* **ACTION ITEM**
Your answer is the line containing "The game's save" plus every line after it to the end of the data below, transcribed exactly and with nothing else.

* **Dataset entries**
————————

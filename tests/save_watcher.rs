use std::fs::File;
use std::path::{Path, PathBuf};
use std::time::{Duration, SystemTime, UNIX_EPOCH};

use savewatch_lib::{
    DiffEvent, NoopTimerBridge, SaveEditor, SaveWatcher, SplitTarget, TickOutcome, TrackerStatus,
    WatchState, WatcherSettings,
};

struct SaveFixture {
    directory: PathBuf,
    save_path: PathBuf,
    mtime_seconds: u64,
}

impl SaveFixture {
    fn new(label: &str) -> Self {
        let timestamp_nanos = SystemTime::now()
            .duration_since(UNIX_EPOCH)
            .map(|duration| duration.as_nanos())
            .unwrap_or(0);
        let process_id = std::process::id();
        let directory = std::env::temp_dir().join(format!(
            "savewatch_integration_{label}_{process_id}_{timestamp_nanos}"
        ));
        std::fs::create_dir_all(&directory)
            .expect("Failed to create temporary integration test directory");

        Self {
            save_path: directory.join("Saves.yaml"),
            directory,
            mtime_seconds: 1_700_000_000,
        }
    }

    fn settings(&self, splits: Vec<SplitTarget>) -> WatcherSettings {
        WatcherSettings {
            save_path: self.save_path.clone(),
            output_directory: self.directory.clone(),
            splits,
            ..WatcherSettings::default()
        }
    }

    /// Writes the document and moves its mtime forward so every write is observed.
    fn write(&mut self, contents: &str) {
        std::fs::write(&self.save_path, contents).expect("Failed to write test save file");
        self.bump_mtime();
    }

    fn bump_mtime(&mut self) {
        self.mtime_seconds += 10;
        let file = File::options()
            .write(true)
            .open(&self.save_path)
            .expect("Failed to open test save file");
        file.set_modified(UNIX_EPOCH + Duration::from_secs(self.mtime_seconds))
            .expect("Failed to set test save file mtime");
    }

    fn files_starting_with(&self, prefix: &str) -> Vec<PathBuf> {
        std::fs::read_dir(&self.directory)
            .expect("Failed to list test directory")
            .filter_map(|entry| entry.ok().map(|entry| entry.path()))
            .filter(|path| {
                path.file_name()
                    .and_then(|name| name.to_str())
                    .map(|name| name.starts_with(prefix))
                    .unwrap_or(false)
            })
            .collect()
    }
}

impl Drop for SaveFixture {
    fn drop(&mut self) {
        let _ = std::fs::remove_dir_all(&self.directory);
    }
}

fn save_document(slots: &[String]) -> String {
    let mut document = String::from("saveDataSlots:\n");
    for slot in slots {
        document.push_str(slot);
    }
    document
}

fn slot(name: &str, minute: u32, blink: bool, cloak: bool, triggers: &[&str]) -> String {
    let mut slot = format!(
        "- version: 1.6\n  name: {name}\n  dateModified: 2024-03-02T18:{minute:02}:00.0000000+00:00\n  timeSpent: {}\n  respawnScene: Lumina Landed\n  respawnFacingRight: true\n  respawnPoint:\n    x: -117.5\n    y: 12\n  blinkUnlocked: {blink}\n  cloakUnlocked: {cloak}\n  triggersSet:\n",
        minute * 60
    );
    for trigger in triggers {
        slot.push_str(&format!("  - {trigger}\n"));
    }
    slot.push_str("  savedCharges: []\n");
    slot
}

fn stock_two_splits() -> Vec<SplitTarget> {
    vec![
        SplitTarget::new("blinkUnlocked", "true"),
        SplitTarget::new("cloakUnlocked", "true"),
    ]
}

#[test]
fn full_run_from_new_game_to_completed_splits() {
    let mut fixture = SaveFixture::new("full_run");
    let mut settings = fixture.settings(stock_two_splits());
    settings.save_activity_log = true;
    settings.save_completed_runs = true;
    let mut watcher = SaveWatcher::new(settings, Box::new(NoopTimerBridge));

    fixture.write(&save_document(&[]));
    assert_eq!(watcher.tick(), TickOutcome::FileLoaded { slot_count: 0 });
    assert_eq!(watcher.tick(), TickOutcome::Unchanged);

    fixture.write(&save_document(&[slot("Slot", 0, false, false, &["intro"])]));
    assert_eq!(watcher.tick(), TickOutcome::SlotAdded { index: 0 });

    fixture.write(&save_document(&[slot("Slot", 3, true, false, &["intro", "pinCollected_Blink"])]));
    let TickOutcome::SlotUpdated { index, events } = watcher.tick() else {
        panic!("Expected slot update");
    };
    assert_eq!(index, 0);
    assert!(events.contains(&DiffEvent::SetItemsChanged {
        key: "triggersSet".to_string(),
        added: vec!["pinCollected_Blink".to_string()],
        removed: Vec::new(),
    }));
    assert_eq!(
        watcher.tracker().status(),
        TrackerStatus::Active { position: 1 }
    );

    fixture.write(&save_document(&[slot("Slot", 7, true, true, &["intro", "pinCollected_Blink"])]));
    assert!(matches!(watcher.tick(), TickOutcome::SlotUpdated { .. }));
    assert_eq!(watcher.tracker().status(), TrackerStatus::Completed);

    let snapshot = watcher.snapshot();
    assert_eq!(snapshot.state, WatchState::SlotUpdated);
    assert_eq!(snapshot.slot_number, Some(1));
    assert_eq!(snapshot.real_time.as_deref(), Some("0:07:00.000"));
    assert_eq!(
        snapshot
            .active_slot
            .as_ref()
            .and_then(|summary| summary.respawn_scene.as_deref()),
        Some("Lumina Landed")
    );
    assert_eq!(snapshot.splits[1].duration.as_deref(), Some("0:07:00.000"));

    let log_contents = std::fs::read_to_string(watcher.episode_log_path())
        .expect("Expected episode log to be written");
    assert!(log_contents.starts_with("New Game started at 2024-03-02 18:00:00"));
    assert!(log_contents.contains("[0:03:00.000] triggersSet: +pinCollected_Blink"));
    assert!(log_contents.contains("[0:07:00.000] Split 'cloakUnlocked: true' Completed"));
    assert!(log_contents.contains("All Splits Completed"));

    let run_files = fixture.files_starting_with("Completed_Run_");
    assert_eq!(run_files.len(), 1);
    let run_contents =
        std::fs::read_to_string(&run_files[0]).expect("Expected completed run export");
    assert_eq!(
        run_contents,
        "1|blinkUnlocked: true|0:03:00.000\n2|cloakUnlocked: true|0:07:00.000\n"
    );
}

#[test]
fn deleting_a_slot_reports_its_original_index() {
    let mut fixture = SaveFixture::new("delete");
    let mut watcher = SaveWatcher::new(fixture.settings(Vec::new()), Box::new(NoopTimerBridge));

    fixture.write(&save_document(&[
        slot("First", 1, false, false, &[]),
        slot("Second", 2, false, false, &[]),
        slot("Third", 3, false, false, &[]),
    ]));
    watcher.tick();

    fixture.write(&save_document(&[
        slot("First", 1, false, false, &[]),
        slot("Third", 3, false, false, &[]),
    ]));
    assert_eq!(watcher.tick(), TickOutcome::SlotRemoved { index: 1 });
    assert_eq!(watcher.state(), WatchState::SlotDeleted);
    assert!(watcher.activity_log().is_empty());
}

#[test]
fn truncated_write_is_retried_on_the_next_tick() {
    let mut fixture = SaveFixture::new("truncated");
    let mut watcher = SaveWatcher::new(fixture.settings(Vec::new()), Box::new(NoopTimerBridge));

    fixture.write(&save_document(&[slot("Slot", 1, false, false, &[])]));
    watcher.tick();

    fixture.write("saveDataSlots:\n- name: [Slot\n");
    assert!(matches!(watcher.tick(), TickOutcome::LoadFailed { .. }));

    std::fs::write(
        &fixture.save_path,
        save_document(&[slot("Hero", 1, false, false, &[])]),
    )
    .expect("Failed to finish test save write");
    let mtime = UNIX_EPOCH + Duration::from_secs(fixture.mtime_seconds);
    File::options()
        .write(true)
        .open(&fixture.save_path)
        .and_then(|file| file.set_modified(mtime))
        .expect("Failed to keep test save file mtime");

    let TickOutcome::SlotUpdated { events, .. } = watcher.tick() else {
        panic!("Expected slot update after completed write");
    };
    assert_eq!(
        events,
        vec![DiffEvent::FieldChanged {
            key: "name".to_string(),
            new_value: "Hero".to_string(),
        }]
    );
}

#[test]
fn editor_writes_are_adopted_silently() {
    let mut fixture = SaveFixture::new("editor");
    let mut watcher = SaveWatcher::new(
        fixture.settings(vec![SplitTarget::new("blinkUnlocked", "true")]),
        Box::new(NoopTimerBridge),
    );

    fixture.write(&save_document(&[slot("Slot", 0, false, false, &["intro"])]));
    watcher.tick();

    let editor = SaveEditor::new(fixture.save_path.clone(), watcher.edit_signal());
    let mut save_file = editor.load().expect("Expected editor to load save file");
    let edited_slot = save_file
        .slots_mut()
        .first_mut()
        .expect("Expected a slot to edit");
    *edited_slot = edited_slot
        .clone()
        .with_scalar("blinkUnlocked", savewatch_lib::save_file::Scalar::Bool(true));
    editor
        .write(&mut save_file)
        .expect("Expected editor write to succeed");
    fixture.bump_mtime();

    assert_eq!(watcher.tick(), TickOutcome::SelfEditAdopted);
    assert!(watcher.activity_log().is_empty());
    assert_eq!(
        watcher.tracker().status(),
        TrackerStatus::Active { position: 0 }
    );

    let written = std::fs::read_to_string(&fixture.save_path).expect("Expected edited save");
    assert!(written.contains("dateModified: 2024-03-02T18:00:00.0000000+00:00"));
    assert!(written.contains("blinkUnlocked: true"));

    let reloaded = editor.load().expect("Expected edited save to parse");
    let reloaded_slot = reloaded.slot(0).expect("Expected edited slot");
    assert_eq!(reloaded_slot.flag("blinkUnlocked"), Some(true));
    assert_eq!(reloaded_slot.respawn_point(), Some((-117.5, 12.0)));
}

#[test]
fn missing_save_file_halts_the_watcher() {
    let fixture = SaveFixture::new("missing");
    let mut watcher = SaveWatcher::new(fixture.settings(Vec::new()), Box::new(NoopTimerBridge));

    assert_eq!(watcher.tick(), TickOutcome::NoSaveFile);
    assert_eq!(watcher.tick(), TickOutcome::Halted);
    assert_eq!(watcher.snapshot().state, WatchState::NoSaveFile);
    assert!(!Path::new(&fixture.save_path).exists());
}
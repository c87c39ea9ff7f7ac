use serde::{Deserialize, Serialize};
use std::io::ErrorKind;
use std::path::{Path, PathBuf};
use std::time::Duration;

use crate::splits::{default_split_route, SplitTarget};

const SAVE_FILE_NAME: &str = "Saves.yaml";
const DEFAULT_POLL_INTERVAL_MS: u64 = 100;
const MIN_POLL_INTERVAL_MS: u64 = 10;

#[derive(Clone, Debug, Serialize, Deserialize)]
#[serde(rename_all = "camelCase", default)]
pub struct WatcherSettings {
    pub save_path: PathBuf,
    pub output_directory: PathBuf,
    pub poll_interval_ms: u64,
    pub save_activity_log: bool,
    pub save_completed_runs: bool,
    pub splits: Vec<SplitTarget>,
}

impl Default for WatcherSettings {
    fn default() -> Self {
        let save_directory = default_save_directory();
        Self {
            save_path: save_directory.join(SAVE_FILE_NAME),
            output_directory: save_directory,
            poll_interval_ms: DEFAULT_POLL_INTERVAL_MS,
            save_activity_log: false,
            save_completed_runs: false,
            splits: default_split_route(),
        }
    }
}

impl WatcherSettings {
    /// Reads a JSON settings file. A missing file yields the defaults.
    pub fn load(settings_path: &Path) -> Result<Self, String> {
        let raw_json = match std::fs::read_to_string(settings_path) {
            Ok(content) => content,
            Err(error) if error.kind() == ErrorKind::NotFound => {
                tracing::debug!(
                    settings_path = %settings_path.display(),
                    "Settings file not found, using defaults"
                );
                return Ok(Self::default());
            }
            Err(error) => {
                return Err(format!(
                    "Failed to read settings '{}': {error}",
                    settings_path.display()
                ));
            }
        };

        serde_json::from_str::<Self>(&raw_json).map_err(|error| {
            format!(
                "Failed to parse settings '{}': {error}",
                settings_path.display()
            )
        })
    }

    pub fn save(&self, settings_path: &Path) -> Result<(), String> {
        let serialized = serde_json::to_string_pretty(self)
            .map_err(|error| format!("Failed to serialize settings: {error}"))?;
        crate::persistence::write_text_atomically(settings_path, &serialized)
    }

    pub fn poll_interval(&self) -> Duration {
        Duration::from_millis(self.poll_interval_ms.max(MIN_POLL_INTERVAL_MS))
    }
}

/// The game's save directory: `%APPDATA%\..\LocalLow\Rain\Teslagrad 2`.
pub fn default_save_directory() -> PathBuf {
    if let Ok(app_data) = std::env::var("APPDATA") {
        let app_data = PathBuf::from(app_data);
        let roaming_parent = app_data.parent().unwrap_or(&app_data);
        return game_directory(roaming_parent);
    }

    let home_dir = std::env::var("USERPROFILE")
        .or_else(|_| std::env::var("HOME"))
        .map(PathBuf::from)
        .unwrap_or_else(|_| PathBuf::from("."));

    game_directory(&home_dir.join("AppData"))
}

fn game_directory(app_data_root: &Path) -> PathBuf {
    app_data_root
        .join("LocalLow")
        .join("Rain")
        .join("Teslagrad 2")
}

————————

* **THE COMPLETED TASK**
/// The game's save directory: `%APPDATA%\..\LocalLow\Rain\Teslagrad 2`.
pub fn default_save_directory() -> PathBuf {
    if let Ok(app_data) = std::env::var("APPDATA") {
        let app_data = PathBuf::from(app_data);
        let roaming_parent = app_data.parent().unwrap_or(&app_data);
        return game_directory(roaming_parent);
    }

    let home_dir = std::env::var("USERPROFILE")
        .or_else(|_| std::env::var("HOME"))
        .map(PathBuf::from)
        .unwrap_or_else(|_| PathBuf::from("."));

    game_directory(&home_dir.join("AppData"))
}

fn game_directory(app_data_root: &Path) -> PathBuf {
    app_data_root
        .join("LocalLow")
        .join("Rain")
        .join("Teslagrad 2")
}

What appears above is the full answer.